The old argument goes: “Technology changes so fast that we can’t keep pace with it enough to successfully influence children’s online behaviour. They know so much more about it than us and we have a lot to learn. “
Well whilst it’s true that technology rapidly shape shifts in front of our very eyes, human evolution and behaviour doesn’t. Certainly not enough in the eight or so years mobile technology has been around.
As educators, mentors, parents and adults, one of the things that we are not too bad at is supporting children’s development, knowledge and behaviour. We’ve done it for centuries through the careful crafting of educative programmes; trialling, reviewing, evaluating as we adapt to the ever changing demands of the world. The one area we haven’t really organised well is how we educate for those same things in this new environment we call “online”.
Whilst many organisations, including our own, have created a vast raft of resource to meet the issues as they develop, the whole landscape is confusing and disparate to those who need to draw on those resources relevant to the needs of the age-group they work with. We very often sing from different hymn-sheets aligned with our cause.
What if we pooled our collective knowledge about what we already know; from what research tells us; from the professional dialogue we have across organisations; from the issues we deal with on a daily basis; from the wider global dialogue on online behaviour? And what if we used that global audit to establish a set of expectations; a set of skills, knowledge and behaviours we would expect a child or young person to have that allows them to flourish in their use of technology?

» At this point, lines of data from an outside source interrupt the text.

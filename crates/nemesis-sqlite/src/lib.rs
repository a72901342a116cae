// nemesis-sqlite/src/lib.rs
// ============================================================================
// Module: Nemesis SQLite Backend
// Description: SQLite adapter for the Nemesis profiling engine.
// Purpose: Open per-worker connections, seed the target table, and supply
//          the default schema operation catalog.
// Dependencies: nemesis-core, rusqlite
// ============================================================================

//! ## Overview
//! [`SqliteBackend`] implements the core [`nemesis_core::Backend`] contract
//! on top of `rusqlite`. Every call to `connect` opens a fresh connection so
//! workers and the coordinator never share one. [`prepare_structure`]
//! recreates and seeds the target table, and [`default_catalog`] lists the
//! standard schema changes; operations `SQLite` cannot express are gated by
//! feature flags and skipped at run time.

// ============================================================================
// SECTION: Modules
// ============================================================================

pub mod backend;
pub mod catalog;
pub mod structure;

// ============================================================================
// SECTION: Re-Exports
// ============================================================================

pub use backend::SUPPORTED_FEATURES;
pub use backend::SqliteBackend;
pub use backend::SqliteBackendConfig;
pub use backend::SqliteBackendError;
pub use backend::SqliteConnection;
pub use backend::SqliteJournalMode;
pub use backend::SqliteSyncMode;
pub use catalog::DEFAULT_CATALOG_NAME;
pub use catalog::default_catalog;
pub use structure::prepare_structure;
pub use structure::validate_identifier;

Over the last eighteen months, SWGfL, with the UKCCIS Education Group, has begun the process of mapping those expectations against eight key areas of online behaviour in a framework that provides scope and sequence from very young children through to 18 year-olds.

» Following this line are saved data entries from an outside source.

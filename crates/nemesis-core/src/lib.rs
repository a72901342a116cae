// nemesis-core/src/lib.rs
// ============================================================================
// Module: Nemesis Core Library
// Description: Public API surface for the Nemesis profiling engine.
// Purpose: Expose core types, contracts, and the run coordinator.
// Dependencies: crate::{core, interfaces, runtime}
// ============================================================================

//! ## Overview
//! Nemesis measures the availability impact of schema changes on a live
//! database. The core drives synthetic read/write traffic from a pool of
//! workers while a catalogued schema operation is prepared, performed, and
//! cleaned up, and records every worker attempt as a timestamped outcome.
//!
//! The core is backend-agnostic: it talks to databases only through the
//! [`Backend`] and [`Connection`] contracts and hands finished runs to a
//! [`ResultSink`].

// ============================================================================
// SECTION: Modules
// ============================================================================

pub mod core;
pub mod interfaces;
pub mod runtime;

// ============================================================================
// SECTION: Re-Exports
// ============================================================================

pub use crate::core::*;

pub use interfaces::Backend;
pub use interfaces::BackendError;
pub use interfaces::Connection;
pub use interfaces::Feature;
pub use interfaces::ResultSink;
pub use interfaces::SinkError;
pub use runtime::InMemoryResultSink;
pub use runtime::PoolError;
pub use runtime::Profiler;
pub use runtime::ProfilerError;
pub use runtime::RoleActions;
pub use runtime::RoleSummary;
pub use runtime::RunSummary;
pub use runtime::SessionReport;
pub use runtime::SinkFailure;
pub use runtime::StopReport;
pub use runtime::TrafficProfile;
pub use runtime::WorkerAction;
pub use runtime::WorkerPool;
pub use runtime::percentile_us;
pub use runtime::random_name;
pub use runtime::summarize;
pub use runtime::worker_action;
// nemesis-sinks/src/jsonl.rs
// ============================================================================
// Module: JSON Lines Sink
// Description: Newline-delimited JSON writer for run results.
// Purpose: Persist raw outcomes in a line-oriented, append-friendly format.
// Dependencies: nemesis-core, serde, serde_json
// ============================================================================

//! ## Overview
//! Each recorded run produces one `"kind": "outcome"` line per outcome record
//! followed by a single `"kind": "run"` line describing how the run ended.
//! The writer is flushed after every run so an interrupted session keeps every
//! completed run on disk.

// ============================================================================
// SECTION: Imports
// ============================================================================

use std::io::Write;
use std::sync::Mutex;

use nemesis_core::AbortReason;
use nemesis_core::OutcomeRecord;
use nemesis_core::ResultSink;
use nemesis_core::RunResult;
use nemesis_core::RunStatus;
use nemesis_core::SinkError;
use nemesis_core::StartBarrier;
use nemesis_core::duration_to_us;
use serde::Deserialize;
use serde::Serialize;

use crate::poisoned;

// ============================================================================
// SECTION: Line Types
// ============================================================================

/// Closing line written after the outcomes of one run.
#[derive(Debug, Clone, PartialEq, Eq, Serialize, Deserialize)]
pub struct RunLine {
    /// Operation name.
    pub operation: String,
    /// Final status.
    pub status: RunStatus,
    /// Abort cause, if any.
    pub abort_reason: Option<AbortReason>,
    /// Start barrier outcome, if load was started.
    pub start_barrier: Option<StartBarrier>,
    /// Wall-clock span of perform, in microseconds.
    pub perform_us: Option<u64>,
    /// Cleanup failure, if any.
    pub cleanup_error: Option<String>,
    /// Workers that missed the teardown deadline.
    pub stuck_workers: Vec<String>,
    /// Number of outcome lines written for the run.
    pub outcomes: usize,
}

impl RunLine {
    /// Builds the closing line for `result`.
    #[must_use]
    pub fn from_result(result: &RunResult) -> Self {
        Self {
            operation: result.operation.clone(),
            status: result.status,
            abort_reason: result.abort_reason.clone(),
            start_barrier: result.start_barrier,
            perform_us: result.perform_window.map(|window| duration_to_us(window.duration())),
            cleanup_error: result.cleanup_error.clone(),
            stuck_workers: result.stuck_workers.iter().map(ToString::to_string).collect(),
            outcomes: result.total_outcomes(),
        }
    }
}

/// One line of output.
#[derive(Serialize)]
#[serde(tag = "kind", rename_all = "snake_case")]
enum JsonLine<'a> {
    /// Single attempt.
    Outcome(&'a OutcomeRecord),
    /// End of a run.
    Run(RunLine),
}

// ============================================================================
// SECTION: Sink
// ============================================================================

/// Result sink writing newline-delimited JSON.
pub struct JsonLinesSink<W: Write + Send> {
    /// Destination writer.
    writer: Mutex<W>,
}

impl<W: Write + Send> JsonLinesSink<W> {
    /// Creates a sink writing into `writer`.
    #[must_use]
    pub const fn new(writer: W) -> Self {
        Self {
            writer: Mutex::new(writer),
        }
    }
}

impl<W: Write + Send> ResultSink for JsonLinesSink<W> {
    fn record(&self, result: &RunResult) -> Result<(), SinkError> {
        let mut buffer = Vec::new();
        for record in &result.records() {
            push_line(&mut buffer, &JsonLine::Outcome(record))?;
        }
        push_line(&mut buffer, &JsonLine::Run(RunLine::from_result(result)))?;
        let mut writer = self.writer.lock().map_err(|_| poisoned("jsonl"))?;
        writer.write_all(&buffer).map_err(|err| SinkError::Write(err.to_string()))?;
        writer.flush().map_err(|err| SinkError::Write(err.to_string()))
    }

    fn flush(&self) -> Result<(), SinkError> {
        let mut writer = self.writer.lock().map_err(|_| poisoned("jsonl"))?;
        writer.flush().map_err(|err| SinkError::Write(err.to_string()))
    }
}

/// Serializes `line` into `buffer` followed by a newline.
fn push_line(buffer: &mut Vec<u8>, line: &JsonLine<'_>) -> Result<(), SinkError> {
    serde_json::to_writer(&mut *buffer, line).map_err(|err| SinkError::Serialize(err.to_string()))?;
    buffer.push(b'\n');
    Ok(())
}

It draws on the collective expertise of groups that include:
- Department for Education
- Kent County Council
- London Grid for Learning
- PSHE Association
- UK Safer Internet Centre
Published by the Department for Digital Culture Media and Sport (DCMS) and announced by the UK Prime Minister on Safer Internet Day 2018, this UK Council for Child Internet Safety (UKCCIS) framework has been designed to identify those opportunities for anyone shaping their teaching and approach in this area: schools; social care; police; health; youth organisations. It brings the current online technology landscape into one document and maps those opportunities against age/developmental stage.
It has a relevance to all of us who want to create opportunities to have conversations that affect positive change. It is currently in consultation phase and we would love to know what you think.
We think it is both challenging and relevant and hope it assists in creating online technology education that makes a difference.